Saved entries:
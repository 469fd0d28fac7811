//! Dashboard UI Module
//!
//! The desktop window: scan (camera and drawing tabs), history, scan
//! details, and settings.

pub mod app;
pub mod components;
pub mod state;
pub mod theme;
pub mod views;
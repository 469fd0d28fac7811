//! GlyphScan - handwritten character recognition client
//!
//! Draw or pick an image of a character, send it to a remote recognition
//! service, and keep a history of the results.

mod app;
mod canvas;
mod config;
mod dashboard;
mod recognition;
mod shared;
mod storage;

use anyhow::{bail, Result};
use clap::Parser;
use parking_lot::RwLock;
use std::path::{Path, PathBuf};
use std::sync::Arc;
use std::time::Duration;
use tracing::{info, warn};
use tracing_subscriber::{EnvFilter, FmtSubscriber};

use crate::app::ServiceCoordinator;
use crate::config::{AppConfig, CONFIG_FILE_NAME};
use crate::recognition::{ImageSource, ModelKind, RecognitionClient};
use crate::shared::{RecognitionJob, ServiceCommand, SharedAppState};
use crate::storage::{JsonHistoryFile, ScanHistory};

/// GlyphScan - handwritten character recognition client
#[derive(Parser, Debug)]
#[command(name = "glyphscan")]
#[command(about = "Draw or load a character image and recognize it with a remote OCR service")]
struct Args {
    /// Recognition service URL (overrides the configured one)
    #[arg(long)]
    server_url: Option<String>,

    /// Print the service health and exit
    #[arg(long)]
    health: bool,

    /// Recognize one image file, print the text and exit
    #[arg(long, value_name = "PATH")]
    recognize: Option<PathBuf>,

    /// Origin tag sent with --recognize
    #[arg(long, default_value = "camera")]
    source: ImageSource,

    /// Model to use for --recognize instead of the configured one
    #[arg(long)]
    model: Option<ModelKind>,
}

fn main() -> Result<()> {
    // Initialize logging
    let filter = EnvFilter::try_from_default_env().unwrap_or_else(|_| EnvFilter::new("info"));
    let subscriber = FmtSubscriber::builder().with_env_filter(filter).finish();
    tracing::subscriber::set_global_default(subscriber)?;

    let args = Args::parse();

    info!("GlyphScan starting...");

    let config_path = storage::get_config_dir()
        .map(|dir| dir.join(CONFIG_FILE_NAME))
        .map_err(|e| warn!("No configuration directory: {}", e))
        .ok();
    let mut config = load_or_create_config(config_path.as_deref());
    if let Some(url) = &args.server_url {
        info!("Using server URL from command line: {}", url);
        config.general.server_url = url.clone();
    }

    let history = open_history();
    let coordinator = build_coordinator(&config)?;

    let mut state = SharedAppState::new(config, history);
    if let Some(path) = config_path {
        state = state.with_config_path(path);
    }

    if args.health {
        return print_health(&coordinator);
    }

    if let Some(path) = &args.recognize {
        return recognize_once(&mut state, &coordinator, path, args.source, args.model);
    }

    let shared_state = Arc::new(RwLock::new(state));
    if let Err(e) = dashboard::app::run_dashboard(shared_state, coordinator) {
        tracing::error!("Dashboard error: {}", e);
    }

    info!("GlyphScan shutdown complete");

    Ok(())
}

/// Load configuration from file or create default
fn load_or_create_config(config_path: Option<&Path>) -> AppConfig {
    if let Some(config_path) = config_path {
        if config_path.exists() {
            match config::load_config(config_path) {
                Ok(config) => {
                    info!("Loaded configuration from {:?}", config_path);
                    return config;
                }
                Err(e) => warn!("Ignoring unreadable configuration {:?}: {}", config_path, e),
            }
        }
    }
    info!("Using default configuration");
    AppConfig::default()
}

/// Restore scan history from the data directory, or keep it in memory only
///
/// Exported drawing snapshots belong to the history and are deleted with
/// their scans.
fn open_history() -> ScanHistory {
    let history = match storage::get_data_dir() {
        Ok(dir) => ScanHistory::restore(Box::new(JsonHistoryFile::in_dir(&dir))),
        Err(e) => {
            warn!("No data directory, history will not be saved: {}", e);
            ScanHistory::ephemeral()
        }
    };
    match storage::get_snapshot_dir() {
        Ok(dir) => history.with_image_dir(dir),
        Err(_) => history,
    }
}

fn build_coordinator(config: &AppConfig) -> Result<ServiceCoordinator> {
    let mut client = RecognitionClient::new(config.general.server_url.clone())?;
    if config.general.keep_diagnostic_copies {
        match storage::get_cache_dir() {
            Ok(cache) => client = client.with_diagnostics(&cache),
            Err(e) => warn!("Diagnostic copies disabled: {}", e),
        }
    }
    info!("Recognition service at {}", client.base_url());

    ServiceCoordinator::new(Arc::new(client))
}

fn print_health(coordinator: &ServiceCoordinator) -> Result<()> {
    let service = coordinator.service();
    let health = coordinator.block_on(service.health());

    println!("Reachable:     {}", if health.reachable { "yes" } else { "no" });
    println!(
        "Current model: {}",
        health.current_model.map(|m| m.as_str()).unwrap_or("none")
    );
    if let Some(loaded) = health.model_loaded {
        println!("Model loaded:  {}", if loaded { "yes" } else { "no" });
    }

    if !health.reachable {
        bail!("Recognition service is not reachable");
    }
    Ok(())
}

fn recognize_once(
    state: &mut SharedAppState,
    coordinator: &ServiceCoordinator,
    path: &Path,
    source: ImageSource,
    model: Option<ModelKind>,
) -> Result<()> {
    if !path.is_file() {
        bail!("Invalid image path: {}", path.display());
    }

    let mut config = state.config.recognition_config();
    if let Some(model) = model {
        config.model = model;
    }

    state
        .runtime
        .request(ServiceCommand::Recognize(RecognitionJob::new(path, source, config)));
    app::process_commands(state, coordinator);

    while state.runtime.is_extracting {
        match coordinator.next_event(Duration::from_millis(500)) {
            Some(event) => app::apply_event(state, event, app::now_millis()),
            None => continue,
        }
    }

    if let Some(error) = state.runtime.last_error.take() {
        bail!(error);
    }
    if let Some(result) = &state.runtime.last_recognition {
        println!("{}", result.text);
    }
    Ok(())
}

* * *

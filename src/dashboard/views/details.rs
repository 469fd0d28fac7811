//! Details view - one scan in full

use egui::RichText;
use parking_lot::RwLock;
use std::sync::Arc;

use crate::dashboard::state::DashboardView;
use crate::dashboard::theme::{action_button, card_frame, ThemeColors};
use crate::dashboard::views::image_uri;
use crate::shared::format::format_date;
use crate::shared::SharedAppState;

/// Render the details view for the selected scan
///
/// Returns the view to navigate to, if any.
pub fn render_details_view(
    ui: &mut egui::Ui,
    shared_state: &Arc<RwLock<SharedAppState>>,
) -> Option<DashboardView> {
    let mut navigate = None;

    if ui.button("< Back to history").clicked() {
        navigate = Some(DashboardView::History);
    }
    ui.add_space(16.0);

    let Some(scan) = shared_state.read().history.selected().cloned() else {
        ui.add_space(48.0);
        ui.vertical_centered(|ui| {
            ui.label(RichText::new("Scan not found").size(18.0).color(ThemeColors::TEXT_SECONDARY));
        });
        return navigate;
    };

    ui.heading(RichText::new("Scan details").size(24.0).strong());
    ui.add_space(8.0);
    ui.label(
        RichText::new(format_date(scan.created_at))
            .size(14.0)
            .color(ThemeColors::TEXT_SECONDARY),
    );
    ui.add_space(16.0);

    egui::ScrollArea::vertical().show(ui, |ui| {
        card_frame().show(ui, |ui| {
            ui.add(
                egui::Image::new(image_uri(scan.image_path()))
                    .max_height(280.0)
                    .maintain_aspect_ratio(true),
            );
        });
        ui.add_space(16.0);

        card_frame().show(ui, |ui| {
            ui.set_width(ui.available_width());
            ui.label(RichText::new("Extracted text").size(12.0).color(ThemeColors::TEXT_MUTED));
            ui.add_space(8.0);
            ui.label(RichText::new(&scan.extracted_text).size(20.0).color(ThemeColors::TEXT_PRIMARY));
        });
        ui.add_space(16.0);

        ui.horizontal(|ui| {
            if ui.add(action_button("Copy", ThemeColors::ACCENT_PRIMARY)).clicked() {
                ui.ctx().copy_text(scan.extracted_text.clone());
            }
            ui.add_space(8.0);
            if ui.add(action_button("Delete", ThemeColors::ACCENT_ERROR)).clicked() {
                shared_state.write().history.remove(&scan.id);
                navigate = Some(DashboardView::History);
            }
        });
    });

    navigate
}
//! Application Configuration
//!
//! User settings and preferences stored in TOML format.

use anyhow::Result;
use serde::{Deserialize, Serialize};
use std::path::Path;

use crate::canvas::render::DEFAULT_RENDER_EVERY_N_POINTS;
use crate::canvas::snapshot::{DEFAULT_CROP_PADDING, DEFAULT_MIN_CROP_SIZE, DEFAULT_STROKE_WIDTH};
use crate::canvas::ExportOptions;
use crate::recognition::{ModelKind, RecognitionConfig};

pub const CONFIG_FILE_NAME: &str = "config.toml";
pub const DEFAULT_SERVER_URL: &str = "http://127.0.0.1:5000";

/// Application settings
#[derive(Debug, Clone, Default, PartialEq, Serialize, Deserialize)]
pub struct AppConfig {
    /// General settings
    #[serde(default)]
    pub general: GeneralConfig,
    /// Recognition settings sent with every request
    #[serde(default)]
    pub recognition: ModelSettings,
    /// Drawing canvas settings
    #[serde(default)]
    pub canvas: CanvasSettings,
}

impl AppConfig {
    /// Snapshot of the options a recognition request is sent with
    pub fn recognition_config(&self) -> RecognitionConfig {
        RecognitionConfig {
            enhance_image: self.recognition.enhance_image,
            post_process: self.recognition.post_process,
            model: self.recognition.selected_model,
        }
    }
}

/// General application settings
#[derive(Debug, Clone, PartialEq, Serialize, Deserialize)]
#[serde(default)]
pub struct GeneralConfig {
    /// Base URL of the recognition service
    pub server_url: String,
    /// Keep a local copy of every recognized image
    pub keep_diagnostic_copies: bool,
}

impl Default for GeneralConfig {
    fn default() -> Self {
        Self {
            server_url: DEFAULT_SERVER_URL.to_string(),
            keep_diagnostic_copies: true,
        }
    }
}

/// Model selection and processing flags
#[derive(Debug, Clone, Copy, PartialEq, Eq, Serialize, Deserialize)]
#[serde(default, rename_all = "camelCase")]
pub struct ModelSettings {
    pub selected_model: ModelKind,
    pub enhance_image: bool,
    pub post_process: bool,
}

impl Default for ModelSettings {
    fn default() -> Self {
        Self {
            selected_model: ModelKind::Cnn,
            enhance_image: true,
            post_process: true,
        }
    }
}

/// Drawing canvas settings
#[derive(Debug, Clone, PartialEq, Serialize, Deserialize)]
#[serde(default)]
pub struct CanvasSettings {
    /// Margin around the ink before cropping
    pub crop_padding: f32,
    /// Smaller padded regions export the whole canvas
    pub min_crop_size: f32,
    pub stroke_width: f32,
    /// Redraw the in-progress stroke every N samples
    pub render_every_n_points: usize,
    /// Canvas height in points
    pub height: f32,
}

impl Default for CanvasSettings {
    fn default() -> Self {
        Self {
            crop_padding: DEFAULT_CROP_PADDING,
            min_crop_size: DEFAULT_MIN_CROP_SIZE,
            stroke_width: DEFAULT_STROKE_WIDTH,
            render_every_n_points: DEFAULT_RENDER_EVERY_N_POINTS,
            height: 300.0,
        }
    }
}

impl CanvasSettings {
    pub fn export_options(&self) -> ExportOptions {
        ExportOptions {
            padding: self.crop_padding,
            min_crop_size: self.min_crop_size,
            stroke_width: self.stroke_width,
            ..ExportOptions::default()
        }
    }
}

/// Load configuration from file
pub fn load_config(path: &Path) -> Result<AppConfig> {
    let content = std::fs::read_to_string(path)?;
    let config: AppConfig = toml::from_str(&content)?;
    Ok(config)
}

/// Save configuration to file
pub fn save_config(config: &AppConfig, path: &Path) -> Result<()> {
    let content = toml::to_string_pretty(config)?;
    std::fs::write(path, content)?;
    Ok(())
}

==

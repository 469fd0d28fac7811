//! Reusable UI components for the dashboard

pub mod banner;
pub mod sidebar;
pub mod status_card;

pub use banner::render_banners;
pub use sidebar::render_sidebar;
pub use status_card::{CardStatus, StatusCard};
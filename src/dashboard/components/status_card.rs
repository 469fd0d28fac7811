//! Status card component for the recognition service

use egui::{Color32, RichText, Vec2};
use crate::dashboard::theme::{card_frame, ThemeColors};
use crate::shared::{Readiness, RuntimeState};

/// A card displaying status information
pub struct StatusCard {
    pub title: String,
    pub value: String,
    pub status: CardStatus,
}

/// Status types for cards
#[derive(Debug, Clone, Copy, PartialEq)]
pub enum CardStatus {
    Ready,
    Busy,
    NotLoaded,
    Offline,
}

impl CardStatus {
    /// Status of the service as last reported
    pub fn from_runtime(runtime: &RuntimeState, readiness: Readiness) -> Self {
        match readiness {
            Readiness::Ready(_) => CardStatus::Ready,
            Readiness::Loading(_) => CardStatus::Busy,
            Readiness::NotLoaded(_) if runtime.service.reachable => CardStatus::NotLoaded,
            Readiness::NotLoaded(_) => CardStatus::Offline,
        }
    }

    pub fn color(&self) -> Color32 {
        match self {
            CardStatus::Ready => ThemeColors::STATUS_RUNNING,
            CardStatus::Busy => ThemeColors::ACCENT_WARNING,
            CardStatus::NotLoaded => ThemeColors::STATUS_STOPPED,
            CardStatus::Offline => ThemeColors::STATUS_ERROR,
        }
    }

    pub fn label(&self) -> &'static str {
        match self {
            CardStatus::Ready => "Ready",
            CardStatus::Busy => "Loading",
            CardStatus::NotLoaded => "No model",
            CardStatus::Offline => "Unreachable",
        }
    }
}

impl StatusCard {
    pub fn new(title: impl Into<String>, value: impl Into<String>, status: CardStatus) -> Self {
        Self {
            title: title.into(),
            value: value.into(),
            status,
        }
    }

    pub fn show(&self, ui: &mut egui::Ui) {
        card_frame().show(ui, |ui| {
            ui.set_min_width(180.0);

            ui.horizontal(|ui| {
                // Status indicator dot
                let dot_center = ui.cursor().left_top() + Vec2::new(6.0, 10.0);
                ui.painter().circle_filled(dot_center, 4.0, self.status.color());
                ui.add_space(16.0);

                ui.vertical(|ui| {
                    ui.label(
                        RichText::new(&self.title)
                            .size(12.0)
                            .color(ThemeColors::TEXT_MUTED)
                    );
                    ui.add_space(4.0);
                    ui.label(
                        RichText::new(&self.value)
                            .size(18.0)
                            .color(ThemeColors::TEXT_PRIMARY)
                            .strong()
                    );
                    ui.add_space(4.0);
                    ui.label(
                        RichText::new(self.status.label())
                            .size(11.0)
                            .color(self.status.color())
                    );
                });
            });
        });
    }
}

Task directions:
Where a line of the records above holds the word "StatusCard", copy that line.

Response to the exercise:
pub use status_card::{CardStatus, StatusCard};
pub struct StatusCard {
impl StatusCard {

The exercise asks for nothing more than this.